Calculation of percentage contents:
— for each impurity, use the concentration of ebastine in reference solution (b).
Limits:
— unspecified impurities: for each impurity, maximum 0.10 per cent;
— total: maximum 0.2 per cent;
— reporting threshold: 0.05 per cent.
Sulfates (2.4.13)
Maximum 100 ppm.
Suspend 2.5 g in 25 mL of dilute nitric acid R. Boil under a reflux condenser for 10 min. Cool and filter.
Water (2.5.12)
Maximum 0.5 per cent, determined on 0.500 g.
Sulfated ash (2.4.14)
Maximum 0.1 per cent, determined on 1.0 g.
ASSAY
Dissolve 0.350 g in 50 mL of anhydrous acetic acid R. Titrate with 0.1 M perchloric acid, determining the end-point potentiometrically (2.2.20).

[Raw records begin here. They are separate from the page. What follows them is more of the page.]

//! Tests for error handling, exit codes and suggestions.

use std::fs;
use std::path::Path;

use assert_cmd::Command;
use assert_cmd::cargo;
use predicates::prelude::*;
use tempfile::TempDir;

fn bvbuilder(dir: &Path) -> Command {
    let mut cmd = cargo::cargo_bin_cmd!("bvbuilder");
    cmd.current_dir(dir)
        .env_remove("DB_HOST")
        .env_remove("DB_PORT")
        .env_remove("DB_USER")
        .env_remove("DB_PASS")
        .env_remove("DB_NAME")
        .env_remove("BVBUILDER_TEMPLATES_DIR")
        .env_remove("RUST_LOG");
    cmd
}

#[test]
fn test_invalid_resource_name() {
    let temp = TempDir::new().unwrap();

    bvbuilder(temp.path())
        .args(["crud", "1product", "--skip-db"])
        .assert()
        .code(2)
        .stderr(predicate::str::contains("invalid resource name '1product'"))
        .stderr(predicate::str::contains("Suggestions:"));

    assert!(!temp.path().join("src").exists());
}

#[test]
fn test_invalid_version_segment() {
    let temp = TempDir::new().unwrap();

    bvbuilder(temp.path())
        .args(["model", "product", "..", "--skip-db"])
        .assert()
        .code(2)
        .stderr(predicate::str::contains("invalid version segment"));
}

#[test]
fn test_invalid_database_name() {
    let temp = TempDir::new().unwrap();
    fs::write(temp.path().join(".env.example"), "DB_NAME=x\n").unwrap();

    bvbuilder(temp.path())
        .args(["init", "--db-name", "shop;drop", "--skip-db"])
        .assert()
        .code(2)
        .stderr(predicate::str::contains("invalid database name"));

    assert!(!temp.path().join(".env").exists());
}

#[test]
fn test_crud_rejects_auth_flag() {
    let temp = TempDir::new().unwrap();

    bvbuilder(temp.path())
        .args(["crud", "product", "--auth"])
        .assert()
        .code(2);
}

#[test]
fn test_auth_flags_conflict() {
    let temp = TempDir::new().unwrap();

    bvbuilder(temp.path())
        .args(["route", "product", "--auth", "--no-auth", "--skip-db"])
        .assert()
        .code(2);
}

#[test]
fn test_closed_stdin_cancels_prompt() {
    let temp = TempDir::new().unwrap();

    bvbuilder(temp.path())
        .args(["route", "product", "--skip-db"])
        .write_stdin("")
        .assert()
        .code(2)
        .stderr(predicate::str::contains("Operation cancelled"));

    assert!(!temp.path().join("src").exists());
}

#[test]
fn test_missing_config_file() {
    let temp = TempDir::new().unwrap();

    bvbuilder(temp.path())
        .args(["--config", "does-not-exist.toml", "list"])
        .assert()
        .code(4)
        .stderr(predicate::str::contains("Configuration error"));
}

#[test]
fn test_malformed_config_file() {
    let temp = TempDir::new().unwrap();
    let config = temp.path().join("bv.toml");
    fs::write(&config, "[database]\nport = \"not a number\"\n").unwrap();

    bvbuilder(temp.path())
        .arg("--config")
        .arg(&config)
        .arg("list")
        .assert()
        .code(4);
}

#[test]
fn test_unknown_config_key() {
    let temp = TempDir::new().unwrap();

    bvbuilder(temp.path())
        .args(["config", "get", "database.colour"])
        .assert()
        .code(4)
        .stderr(predicate::str::contains("database.colour"));
}

#[test]
fn test_missing_templates_directory() {
    let temp = TempDir::new().unwrap();

    bvbuilder(temp.path())
        .env("BVBUILDER_TEMPLATES_DIR", temp.path().join("nope"))
        .args(["crud", "product", "--skip-db"])
        .assert()
        .code(4)
        .stderr(predicate::str::contains("Template directory"));
}

#[test]
fn test_override_with_unknown_placeholder() {
    let temp = TempDir::new().unwrap();
    let overrides = temp.path().join("tpl");
    fs::create_dir(&overrides).unwrap();
    fs::write(overrides.join("model.basic.tmpl"), "// {{TABEL_NAME}}\n").unwrap();

    bvbuilder(temp.path())
        .env("BVBUILDER_TEMPLATES_DIR", &overrides)
        .args(["model", "product", "--skip-db"])
        .assert()
        .code(1)
        .stderr(predicate::str::contains("TABEL_NAME"));

    assert!(!temp.path().join("src/v1/models/productModel.js").exists());
}

#[test]
fn test_root_is_a_file() {
    let temp = TempDir::new().unwrap();
    let file = temp.path().join("not-a-dir");
    fs::write(&file, "").unwrap();

    bvbuilder(temp.path())
        .args(["model", "product", "--skip-db", "--root"])
        .arg(&file)
        .assert()
        .code(1)
        .stderr(predicate::str::contains("Filesystem error"));
}

#[test]
fn test_missing_sql_script() {
    let temp = TempDir::new().unwrap();
    fs::write(temp.path().join(".env.example"), "DB_NAME=x\n").unwrap();

    bvbuilder(temp.path())
        .args(["init", "--db-name", "shop", "--sql", "missing.sql"])
        .assert()
        .failure();

    assert!(!temp.path().join(".env").exists());
}

#[test]
fn test_unreachable_database_keeps_generated_files() {
    let temp = TempDir::new().unwrap();

    bvbuilder(temp.path())
        .env("DB_HOST", "127.0.0.1")
        .env("DB_PORT", "1")
        .args(["model", "product"])
        .assert()
        .success()
        .stdout(predicate::str::contains("Could not create table `products`"));

    assert!(temp.path().join("src/v1/models/productModel.js").exists());
}

#[test]
fn test_verbose_hint_only_without_verbose() {
    let temp = TempDir::new().unwrap();

    bvbuilder(temp.path())
        .args(["crud", "1product", "--skip-db"])
        .assert()
        .code(2)
        .stderr(predicate::str::contains("--verbose"));

    bvbuilder(temp.path())
        .args(["-v", "crud", "1product", "--skip-db"])
        .assert()
        .code(2)
        .stderr(predicate::str::contains("Use -v / --verbose").not());
}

1 mL of 0.1 M perchloric acid is equivalent to 46.97 mg of C32H39NO2.
STORAGE
Protected from light.
IMPURITIES
Other detectable impurities (the following substances would, if present at a sufficient level, be detected by one or other of the tests in the monograph. They are limited by the general acceptance criterion for other/unspecified impurities and/or by the general monograph Substances for pharmaceutical use (2034). It is therefore not necessary to identify these impurities for demonstration of compliance. See also 5.10. Control of impurities in substances for pharmaceutical use) A, B, C, D, E, F, G, H.
A. diphenylmethanol (benzhydrol),
B. 1-(4-tert-butylphenyl)ethan-1-one,
C. 4-(diphenylmethoxy)piperidine,
D. 1-(4-tert-butylphenyl)-4-(4-hydroxypiperidin-1-yl)butan-1-one,
E. 4-[4-(diphenylmethoxy)piperidin-1-yl]-1-[4-(2-methylbutan-2-yl)phenyl]butan-1-one,
F. (1s,4s)-1-[4-(4-tert-butylphenyl)-4-oxobutyl]-4-(diphenylmethoxy)piperidine N-oxide,
G. (1r,4r)-1-[4-(4-tert-butylphenyl)-4-oxobutyl]-4-(diphenylmethoxy)piperidine N-oxide,
H. [oxybis(methanetriyl)]tetrakisbenzene (bis(diphenylmethyl) ether).